A los 30 años, se convirtió en la figura literaria más representativa de la nueva generación de novelistas de habla hispana. Dos años más tarde, con la publicación de La muerte de Artemio Cruz, y de la novela corta Aura, el prestigio de este mexicano se consolida y proyecta, a la vez, como una especie de conciencia de la realidad de su país y de la conflictiva América Latina de los años de 1960.
En esa década se advierte “un regreso de las carabelas”, al conformarse el llamado “boom” de la novelística latinoamericana, liderado por él junto con el argentino Julio Cortázar; el peruano Mario Vargas Llosa, el uruguayo Juan Carlos Onetti y el colombiano Gabriel García Márquez, el más entrañable de sus amigos y colegas literarios.

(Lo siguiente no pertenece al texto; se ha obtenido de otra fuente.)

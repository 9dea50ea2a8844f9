//! Concurrent tracking of file identities seen during a walk.

use dashmap::DashSet;
use dupsweep_core::FileIdentity;

/// Records every `(device, inode)` pair the walk has catalogued.
///
/// Workers on different directories share one tracker; a second path
/// resolving to an already tracked identity is a hard link.
#[derive(Debug, Default)]
pub struct InodeTracker {
    seen: DashSet<FileIdentity>,
}

impl InodeTracker {
    /// Create a new inode tracker.
    pub fn new() -> Self {
        Self {
            seen: DashSet::new(),
        }
    }

    /// Track an identity. Returns `true` if this is the first time seeing it.
    pub fn track(&self, identity: FileIdentity) -> bool {
        self.seen.insert(identity)
    }

    /// Get the number of unique identities tracked.
    pub fn len(&self) -> usize {
        self.seen.len()
    }

    /// Check if no identities have been tracked.
    pub fn is_empty(&self) -> bool {
        self.seen.is_empty()
    }
}
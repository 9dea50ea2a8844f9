//! Scan progress snapshots.

use std::path::PathBuf;
use std::time::Duration;

/// Running totals published while a scan is in flight.
#[derive(Debug, Clone)]
pub struct ScanProgress {
    pub files_scanned: u64,
    pub dirs_scanned: u64,
    pub bytes_scanned: u64,
    /// Directory whose listing was merged last.
    pub current_path: PathBuf,
    pub elapsed: Duration,
}

impl ScanProgress {
    /// Files catalogued per second so far.
    pub fn files_per_second(&self) -> f64 {
        let secs = self.elapsed.as_secs_f64();
        if secs > 0.0 {
            self.files_scanned as f64 / secs
        } else {
            0.0
        }
    }
}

En los años sucesivos escribe de manera incansable novelas, cuentos y ensayos políticos y literarios que lo van convirtiendo en el gran testigo de su tiempo. Viaja a Europa y da a conocer sus testimonios acerca de París-mayo del 68 y de la masacre de Tlatelolco acontecido ese mismo año.
También ha publicado Cantar de ciegos, Zona Sagrada (polémica novela sobre la devoción secreta y edípica de Enrique Álvarez Félix con María, su famosa madre), Cambio de piel, con la que obtiene el Premio Biblioteca Breve en 1967 y Terra Nostra (1975), merecedora del Premio “Rómulo Gallegos”, que le abre definitivamente las puertas de la universalidad.
En lo adelante, no solamente publicará abundantes libros de diversos géneros -sino que, además, algunos de éstos serán adaptados al cine-, cosechará innumerables premios y distinciones (el Cervantes y el Príncipe de Asturias, entre otros), sumará doctorados Honoris Causa en los cinco continentes y representará a su país como embajador en París, la tierra prometida de todos los escritores del mundo.
Entre sus novelas más célebres, junto con las citadas antes, se cuentan: Gringo viejo (llevada al cine, bajo la dirección de Luis Puenzo, y protagonizada por Gregory Peck y Jane Fonda), La nueva novela latinoamericana, Orquídeas a la luz de la luna, La voluntad y la fortuna, Agua quemada, La cabeza de la hidra, Constancia y otras novelas para vírgenes, El espejo enterrado, El tuerto es rey, Cristóbal Nonato, La frontera de cristal, Cuentos naturales, Cuentos sobrenaturales, Todas las familias felices, La silla del águila, Adán en Edén, En esto creo, Instinto de Inez Vlad.
Carlos Fuentes visitó muchas veces Colombia. Lo conocí en Bogotá, en abril de 1999 cuando presentó en el Museo Nacional su novela Los años con Laura Díaz; luego compartí horas inolvidables con él en Cartagena de Indias, durante los festejos por los 80 años de García Márquez. Lo vi por última vez cuando dictó una conferencia magistral sobre el tiempo en que vivimos, en el auditorio principal del Gimnasio Moderno, por invitación especial de ese prestigioso y centenario centro docente.
Al morir el 15 de mayo de 2012, a los 83 años de edad, Carlos Fuentes cruzó el umbral de la inmortalidad y se convirtió en el santo y seña de México, en figura emblemática de ese territorio sagrado del arte y la literatura, “tuna incandescente, águila sin alas y serpiente de estrellas” porque, para alegría infinita de sus lectores y admiradores, “aquí nos tocó, qué le vamos a hacer, en la región más transparente del aire”.